Coding Grammars


So what does code that looks like a grammar…look like? Let us take a look at mpc by trying to write code for a grammar that recognizes the language of Shiba Inu. More colloquially known as Doge. This language we are going to define as follows.

› An Adjective is either “wow”, “many”, “so” or “such”.

› A Noun is either “lisp”, “language”, “c”, “book” or “build”.

› A Phrase is an Adjective followed by a Noun.

› A Doge is zero or more Phrases.

We can start by trying to define Adjective and Noun. To do this we create two new parsers, represented by the type mpc_parser_t*, and we store them in the variables Adjective and Noun. We use the function mpc_or to create a parser where one of several options should be used, and the function mpc_sym to wrap our initial strings.

If you squint you could attempt to read the code as if it were the rules we specified above.
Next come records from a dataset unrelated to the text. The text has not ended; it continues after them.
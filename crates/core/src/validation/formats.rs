//! Text grammars shared by the format rules (`numeric`, `integer`, `ip`,
//! `email`, `url`, `alpha*`, `match`, `before`/`after`).

use std::sync::LazyLock;

use chrono::{DateTime, NaiveDate, NaiveDateTime};
use regex::{Regex, RegexBuilder};
use serde_json::Value;
use url::{Host, Url};
use validator::{ValidateEmail, ValidateIp, ValidateUrl};

/// Numeric strings: optional sign, digits with an optional fraction (or a
/// leading-dot fraction), optional exponent. Surrounding whitespace allowed.
pub const NUMERIC_PATTERN: &str = r"^\s*[+-]?(\d+(\.\d*)?|\.\d+)([eE][+-]?\d+)?\s*$";

/// Integer strings: optional sign, `0` or digits without a leading zero.
pub const INTEGER_PATTERN: &str = r"^\s*[+-]?(0|[1-9]\d*)\s*$";

static NUMERIC_RE: LazyLock<Regex> =
    LazyLock::new(|| Regex::new(NUMERIC_PATTERN).expect("valid regex"));

static INTEGER_RE: LazyLock<Regex> =
    LazyLock::new(|| Regex::new(INTEGER_PATTERN).expect("valid regex"));

static ALPHA_RE: LazyLock<Regex> = LazyLock::new(|| Regex::new(r"^\p{L}+$").expect("valid regex"));

static ALPHA_NUM_RE: LazyLock<Regex> =
    LazyLock::new(|| Regex::new(r"^[\p{L}\p{N}]+$").expect("valid regex"));

static ALPHA_DASH_RE: LazyLock<Regex> =
    LazyLock::new(|| Regex::new(r"^[\p{L}\p{N}_-]+$").expect("valid regex"));

/// Largest magnitude an integral `f64` may have and still count as an integer.
const MAX_SAFE_INTEGER: f64 = 9_007_199_254_740_992.0;

// ---------------------------------------------------------------------------
// Numbers
// ---------------------------------------------------------------------------

/// Parse a numeric string, rejecting trailing garbage such as `"1.2a"`.
pub fn parse_numeric(text: &str) -> Option<f64> {
    if !NUMERIC_RE.is_match(text) {
        return None;
    }
    text.trim().parse::<f64>().ok()
}

/// Numeric value of a JSON scalar (numbers as-is, strings parsed).
pub fn numeric_value(value: &Value) -> Option<f64> {
    match value {
        Value::Number(n) => n.as_f64(),
        Value::String(s) => parse_numeric(s),
        _ => None,
    }
}

pub fn is_numeric(value: &Value) -> bool {
    numeric_value(value).is_some()
}

/// Integer check: JSON integers (or integral floats), or integer strings
/// that fit an `i64`.
pub fn is_integer(value: &Value) -> bool {
    match value {
        Value::Number(n) if n.is_i64() || n.is_u64() => true,
        Value::Number(n) => n
            .as_f64()
            .is_some_and(|f| f.is_finite() && f.fract() == 0.0 && f.abs() <= MAX_SAFE_INTEGER),
        Value::String(s) => INTEGER_RE.is_match(s) && s.trim().parse::<i64>().is_ok(),
        _ => false,
    }
}

// ---------------------------------------------------------------------------
// Network-ish grammars
// ---------------------------------------------------------------------------

pub fn is_ip(text: &str) -> bool {
    text.validate_ip()
}

pub fn is_email(text: &str) -> bool {
    text.validate_email()
}

/// Absolute URL with a scheme and a host (`mailto:` style URLs are rejected).
pub fn is_url(text: &str) -> bool {
    text.validate_url() && Url::parse(text).is_ok_and(|url| url.has_host())
}

/// Host part of a URL. Values without a scheme are read as `http://` URLs so
/// that bare domains can be probed too. IPv6 hosts come back without
/// brackets so they can be handed to a resolver as-is.
pub fn url_host(text: &str) -> Option<String> {
    let text = text.trim();
    let parsed = if text.contains("://") {
        Url::parse(text)
    } else {
        Url::parse(&format!("http://{text}"))
    };
    match parsed.ok()?.host()? {
        Host::Domain(domain) if domain.is_empty() => None,
        Host::Domain(domain) => Some(domain.to_owned()),
        Host::Ipv4(addr) => Some(addr.to_string()),
        Host::Ipv6(addr) => Some(addr.to_string()),
    }
}

// ---------------------------------------------------------------------------
// Character classes
// ---------------------------------------------------------------------------

pub fn is_alpha(text: &str) -> bool {
    ALPHA_RE.is_match(text)
}

pub fn is_alpha_num(text: &str) -> bool {
    ALPHA_NUM_RE.is_match(text)
}

pub fn is_alpha_dash(text: &str) -> bool {
    ALPHA_DASH_RE.is_match(text)
}

// ---------------------------------------------------------------------------
// Patterns and dates
// ---------------------------------------------------------------------------

/// Compile a `match` rule pattern.
///
/// Accepts either a bare pattern or a delimited one such as `/^[a-z]+$/i`.
/// Supported flags: `i`, `m`, `s`, `x` (and `u`, which is a no-op).
pub fn compile_pattern(raw: &str) -> Result<Regex, String> {
    let (pattern, flags) = match raw.strip_prefix('/').and_then(|rest| rest.rsplit_once('/')) {
        Some((body, flags)) => (body, flags),
        None => (raw, ""),
    };

    let mut builder = RegexBuilder::new(pattern);
    for flag in flags.chars() {
        match flag {
            'i' => builder.case_insensitive(true),
            'm' => builder.multi_line(true),
            's' => builder.dot_matches_new_line(true),
            'x' => builder.ignore_whitespace(true),
            'u' => &mut builder,
            other => return Err(format!("unsupported pattern flag '{other}'")),
        };
    }
    builder.build().map_err(|err| err.to_string())
}

/// Parse a date or date-time. Accepts RFC 3339, `YYYY-MM-DD HH:MM:SS`,
/// `YYYY-MM-DDTHH:MM:SS` and plain `YYYY-MM-DD` (midnight).
pub fn parse_date(text: &str) -> Option<NaiveDateTime> {
    let text = text.trim();
    if let Ok(parsed) = DateTime::parse_from_rfc3339(text) {
        return Some(parsed.naive_utc());
    }
    for format in ["%Y-%m-%d %H:%M:%S", "%Y-%m-%dT%H:%M:%S"] {
        if let Ok(parsed) = NaiveDateTime::parse_from_str(text, format) {
            return Some(parsed);
        }
    }
    NaiveDate::parse_from_str(text, "%Y-%m-%d")
        .ok()
        .and_then(|date| date.and_hms_opt(0, 0, 0))
}
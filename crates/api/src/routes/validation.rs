//! Route definitions for validation.

use axum::routing::{get, post};
use axum::Router;

use crate::handlers::validation;
use crate::state::AppState;

/// Routes mounted under `/api/v1`.
///
/// ```text
/// POST   /validate           -> validate
/// GET    /validation/rules   -> list_rules
/// ```
pub fn router() -> Router<AppState> {
    Router::new()
        .route("/validate", post(validation::validate))
        .route("/validation/rules", get(validation::list_rules))
}
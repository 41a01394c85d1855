//! Handlers for validating submissions and describing the rule catalog.

use std::collections::HashMap;

use axum::extract::rejection::JsonRejection;
use axum::extract::State;
use axum::Json;
use formguard_core::validation::input::Input;
use formguard_core::validation::messages::MessageCatalog;
use formguard_core::validation::result::ValidationResult;
use formguard_core::validation::rules::{RuleSet, RuleSpec, RULE_NAMES};
use indexmap::IndexMap;
use serde::{Deserialize, Serialize};
use serde_json::{Map, Value};

use crate::error::{AppError, AppResult};
use crate::response::DataResponse;
use crate::state::AppState;

/// Body of `POST /api/v1/validate`.
#[derive(Debug, Deserialize)]
pub struct ValidateRequest {
    /// Submitted key/value data.
    #[serde(default)]
    pub data: Map<String, Value>,
    /// Field name to a pipe-delimited rule string or a list of rules.
    pub rules: IndexMap<String, RuleSpec>,
    /// Message overrides keyed `"<field>_<rule>"` or `"<rule>"`.
    #[serde(default)]
    pub messages: HashMap<String, String>,
    /// Display names used for `:attribute` / `:other`.
    #[serde(default)]
    pub attributes: HashMap<String, String>,
}

#[derive(Debug, Serialize)]
pub struct ValidateResponse {
    pub valid: bool,
    pub errors: ValidationResult,
}

/// POST /api/v1/validate
///
/// Parse the rule set, evaluate it against `data` and return every failure.
/// Malformed or unknown rules are a 400; failing data is a 200 with
/// `valid: false`.
pub async fn validate(
    State(state): State<AppState>,
    payload: Result<Json<ValidateRequest>, JsonRejection>,
) -> AppResult<Json<DataResponse<ValidateResponse>>> {
    let Json(request) = payload.map_err(|rejection| AppError::BadRequest(rejection.body_text()))?;

    let rules = RuleSet::from_specs(&request.rules)?;
    let input = Input::new(request.data);
    let catalog = MessageCatalog {
        messages: request.messages,
        attributes: request.attributes,
    };

    let result = if catalog.is_empty() {
        state.validator.validate(&input, &rules).await
    } else {
        state.validator.validate_with(&input, &rules, &catalog).await
    };

    tracing::info!(
        fields = rules.len(),
        valid = result.is_valid(),
        messages = result.message_count(),
        "Validated submission"
    );

    Ok(Json(DataResponse {
        data: ValidateResponse {
            valid: result.is_valid(),
            errors: result,
        },
    }))
}

/// GET /api/v1/validation/rules
///
/// List every rule name the engine accepts.
pub async fn list_rules() -> Json<DataResponse<&'static [&'static str]>> {
    Json(DataResponse { data: RULE_NAMES })
}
  1. /* Build a parser 'Adjective' to recognize descriptions */
  2. mpc_parser_t* Adjective = mpc_or(4,
  3. mpc_sym("wow"), mpc_sym("many"),
  4. mpc_sym("so"), mpc_sym("such")
  5. );
  6. /* Build a parser 'Noun' to recognize things */
  7. mpc_parser_t* Noun = mpc_or(5,
  8. mpc_sym("lisp"), mpc_sym("language"),
  9. mpc_sym("book"),mpc_sym("build"),
  10. mpc_sym("c")
  11. );

How can I access these mpc functions?

For now don’t worry about compiling or running any of the sample code in this chapter. Just focus on understanding the theory behind grammars. In the next chapter we’ll get set up with mpc and use it for a language closer to our Lisp.

To define Phrase we can reference our existing parsers. We need to use the function mpc_and, that specifies one thing is required then another. As input we pass it Adjective and Noun, our previously defined parsers. This function also takes the arguments mpcf_strfold and free, which say how to join or delete the results of these parsers. Ignore these arguments for now.

  1. mpc_parser_t* Phrase = mpc_and(2, mpcf_strfold,
  2. Adjective, Noun, free);

To define Doge we must specify that zero or more of some parser is required. For this we need to use the function mpc_many. As before, this function requires the special variable mpcf_strfold to say how the results are joined together, which we can ignore.

  1. mpc_parser_t* Doge = mpc_many(mpcf_strfold, Phrase);

By creating a parser that looks for zero or more occurrences of another parser an interesting thing has happened. Our Doge parser accepts inputs of any length. This means its language is infinite. Here are just some examples of possible strings Doge could accept. Just as we discovered in the first section of this chapter we have used a finite number of re-write rules to create an infinite language.

  1. "wow book such language many lisp"
  2. "so c such build such language"
  3. "many build wow c"
  4. ""
  5. "wow lisp wow c many language"
  6. "so c"

If we use more mpc functions, we can slowly build up parsers that parse more and more complicated languages. The code we use sort of reads like a grammar, but becomes much more messy with added complexity. Due to this, taking this approach isn’t always an easy task. A whole set of helper functions that build on simple constructs to make frequent tasks easy are all documented on the mpc repository. This is a good approach for complicated languages, as it allows for fine-grained control, but won’t be required for our needs.